I notice the Pound gaining on the Euro Dollar again.

Few weeks ago we got €1.16 with Nationwide Card, then the Pound Fell again. Our Daughters have just got a rate of €1.18 with Nationwide.

So do I buy some Euros for our trip later this year? 

Decisions Decisions


----------



## Zebedee (Oct 3, 2007)

Hi Trev

I've given up trying to beat the system - it's too distressing when I get it wrong! 8O   

We just use the Nationwide card, and again this year during two trips to the Continent we have had better rates than we could have got by buying €uros during the same period.

To be honest, I find it too much hassle to save just a few quid, which pales into insignificance when equated against the total cost of a short holiday.

It might be different if we were going for a long time. The speculation could be worth the risk, but Mr Sod has it in for me so you can bet the rate would collapse the day after I bought a barrowload of €uros. 8O :roll: 

Dave


----------



## Tobysmumndad (Nov 12, 2007)

Ah yes, the good old Nationwide! £ = €1.18 is the best I've heard lately. The thinking from people like French-Property.com is that we might see it reach the heady levels of £ = €1.20 and beyond towards the end of summer. I sure do hope so!

However every time the £ seems to be getting out of its pram, there comes yet another report which points out the mess that the UK economy is in. The money market takes fright and the £ sinks back to its current 'comfort level' of £ = €1.15. Strange that, isn't it?

It closed at £ = €1.1717 on Friday (Interbank exchange rate bid price).


----------



## Chascass (May 10, 2007)

I'm with Zeb on this one, a few months back the "Experts" where predicting 1.25 to the £ by September, and I must say it has been creeping that way ever since, but a bit of bad news could change all that.

Charlie


----------



## GerryD (Sep 20, 2007)

We're with all of the "Nationwiders", we no longer buy Euros. Just take what we have left from last time and use cash machines.
Gerry


----------



## teemyob (Nov 22, 2005)

*£*

I mentioned on here regarding our record from Nationwide.

Years back The Pound peaked around £1 = €1.75

We got €1.81 for £1 from Nationwide!

If only that could happen again!


----------



## javea (Jun 8, 2007)

I try and hedge my bets by using both Nationwide and the Caxton card. Buy Euros on Caxton card when they are relatively high and withdraw cash from ATM's in France and Spain. Also withdraw cash with the Nationwide debit card and use their credit card for purchases.

By using all 3 I think I am getting the best of all worlds at the moment, although the level fo the pound to euro does bother me as my expenses related to my house in Spain have gone up quite considerably in the last year.

Won't be buying a new Hymer from Germany for some time yet!


----------



## Phillip (Jul 20, 2009)

If it's cold hard cash you want, I find International Currency Exchange (http://www.iceplc.com/index.html) do good rates and they'll deliver it free the next day by courier.

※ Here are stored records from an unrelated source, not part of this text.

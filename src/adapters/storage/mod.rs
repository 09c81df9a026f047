use async_trait::async_trait;
use bytes::Bytes;
use thiserror::Error;

pub mod local;

pub use local::LocalSink;

#[derive(Debug, Error)]
pub enum SinkError {
    #[error("invalid file name: {0}")]
    InvalidName(String),
    #[error("io error: {0}")]
    Io(#[from] std::io::Error),
}

impl From<SinkError> for crate::error::AppError {
    fn from(e: SinkError) -> Self {
        Self::Storage(e.to_string())
    }
}

/// Destination for stored media files, addressed by flat file name.
#[async_trait]
pub trait MediaSink: Send + Sync + std::fmt::Debug + 'static {
    /// Writes `data` under `name`. Either the whole file appears or nothing does.
    async fn put(&self, name: &str, data: Bytes) -> Result<(), SinkError>;

    /// Removes `name`. Deleting a missing file is not an error.
    async fn delete(&self, name: &str) -> Result<(), SinkError>;

    /// Confirms the sink is usable.
    async fn check(&self) -> Result<(), SinkError>;

    /// Public URL a stored file is served under.
    fn public_url(&self, name: &str) -> String;

    /// Inverse of [`MediaSink::public_url`]; `None` for URLs this sink does not own.
    fn name_from_url(&self, url: &str) -> Option<String>;
}
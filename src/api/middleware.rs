use axum::http::{HeaderValue, Request};
use tower_http::request_id::{MakeRequestId, RequestId};
use uuid::Uuid;

/// Issues a time-ordered id to requests that arrive without `x-request-id`.
#[derive(Clone, Copy, Debug, Default)]
pub struct MakeRequestUuidV7;

impl MakeRequestId for MakeRequestUuidV7 {
    fn make_request_id<B>(&mut self, _request: &Request<B>) -> Option<RequestId> {
        HeaderValue::from_str(&Uuid::now_v7().to_string()).ok().map(RequestId::new)
    }
}
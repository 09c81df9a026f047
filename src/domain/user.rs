use serde::{Deserialize, Deserializer};
use time::OffsetDateTime;
use uuid::Uuid;

#[derive(Debug, Clone)]
pub struct User {
    pub id: Uuid,
    pub username: String,
    pub mobile: i64,
    pub(crate) password_hash: String,
    pub created_at: Option<OffsetDateTime>,
}

impl User {
    #[must_use]
    pub fn profile(&self) -> UserProfile {
        UserProfile { id: self.id, username: self.username.clone(), mobile: self.mobile }
    }
}

/// The public view of a user; never carries credentials.
#[derive(Debug, Clone, PartialEq, Eq)]
pub struct UserProfile {
    pub id: Uuid,
    pub username: String,
    pub mobile: i64,
}

/// A mobile number in its single canonical representation.
///
/// Clients send either a JSON number or a digit string; both are normalized
/// here so storage and lookups only ever see an integer.
#[derive(Debug, Clone, Copy, PartialEq, Eq, PartialOrd, Ord)]
pub struct Mobile(i64);

impl Mobile {
    /// Parses a mobile number from its textual form.
    ///
    /// # Errors
    /// Returns a message if the input is empty or not made of digits.
    pub fn parse(raw: &str) -> Result<Self, String> {
        let trimmed = raw.trim();
        let digits = trimmed.strip_prefix('+').unwrap_or(trimmed);
        if digits.is_empty() || !digits.bytes().all(|b| b.is_ascii_digit()) {
            return Err("Mobile number must contain only digits".to_string());
        }
        digits.parse::<i64>().map(Self).map_err(|_| "Mobile number is too long".to_string())
    }

    #[must_use]
    pub const fn value(self) -> i64 {
        self.0
    }
}

impl<'de> Deserialize<'de> for Mobile {
    fn deserialize<D>(deserializer: D) -> Result<Self, D::Error>
    where
        D: Deserializer<'de>,
    {
        #[derive(Deserialize)]
        #[serde(untagged)]
        enum Raw {
            Number(i64),
            Text(String),
        }

        match Raw::deserialize(deserializer)? {
            Raw::Number(n) if n >= 0 => Ok(Self(n)),
            Raw::Number(_) => Err(serde::de::Error::custom("Mobile number must not be negative")),
            Raw::Text(s) => Self::parse(&s).map_err(serde::de::Error::custom),
        }
    }
}
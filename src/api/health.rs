use crate::api::MgmtState;
use crate::api::schemas::health::HealthResponse;
use axum::{Json, extract::State, http::StatusCode, response::IntoResponse};

const OK: &str = "ok";
const ERROR: &str = "error";

pub async fn livez() -> impl IntoResponse {
    StatusCode::OK
}

/// Ready when both the database and the upload directory answer in time.
pub async fn readyz(State(state): State<MgmtState>) -> impl IntoResponse {
    let (database, storage) = tokio::join!(state.health_service.check_db(), state.health_service.check_storage());

    let database = component_status("database", database);
    let storage = component_status("storage", storage);
    let ready = database == OK && storage == OK;

    let status_code = if ready { StatusCode::OK } else { StatusCode::SERVICE_UNAVAILABLE };
    let body = HealthResponse {
        status: if ready { OK } else { ERROR }.to_string(),
        database: database.to_string(),
        storage: storage.to_string(),
    };

    (status_code, Json(body))
}

fn component_status(component: &'static str, result: Result<(), String>) -> &'static str {
    match result {
        Ok(()) => OK,
        Err(e) => {
            tracing::warn!(error = %e, component, "Readiness probe failed");
            ERROR
        }
    }
}
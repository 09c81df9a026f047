pub mod chat;
pub mod message;
pub mod user;

pub use chat::{ChatRecord, ChatViewRecord};
pub use message::{MessageRecord, PopulatedMessageRecord};
pub use user::{UserProfileRecord, UserRecord};
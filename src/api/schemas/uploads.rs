use crate::domain::media::UploadDescriptor;
use crate::domain::message::MessageType;
use serde::Serialize;

#[derive(Debug, Serialize)]
#[serde(rename_all = "camelCase")]
pub struct UploadResponse {
    pub success: bool,
    pub file_url: String,
    pub thumbnail_url: Option<String>,
    pub file_name: String,
    pub file_size: u64,
    pub mime_type: String,
    pub message_type: MessageType,
}

impl From<UploadDescriptor> for UploadResponse {
    fn from(descriptor: UploadDescriptor) -> Self {
        Self {
            success: true,
            file_url: descriptor.file_url,
            thumbnail_url: descriptor.thumbnail_url,
            file_name: descriptor.file_name,
            file_size: descriptor.file_size,
            mime_type: descriptor.mime_type,
            message_type: descriptor.message_type,
        }
    }
}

They also do a cash card that you can put money on and use at cash machines when you need it, but the rates for that are lower. We're off to Italy in a few weeks and intend taking cash (coz you seem to get better rates than on cards). I'm holding off getting the cash for the moment though - am watching the rates to see what they do.

Went to Holland earlier this year. Best rate I got then was 1.05 to the £ :-(


----------



## teemyob (Nov 22, 2005)

*Re: £*



teemyob said:


> I mentioned on here regarding our record from Nationwide.
> 
> Years back The Pound peaked around £1 = €1.75
> 
> ...


----------



## Zebedee (Oct 3, 2007)

*Re: £*



teemyob said:


> Not doing anything other than


Go and sit on the naughty step at once young Trevor - you've mucked it up again! 8O :lol: :lol: :lol:

I tried that, and TinyURL, but it won't have any of it. :roll:

The only way I can think of is to split it like I did before, then copy and paste into the browser.

It works, and isn't much trouble for anyone to do.  

I'll leave you to fix it! 8) 8) :lol: :lol: :lol:

Dave


----------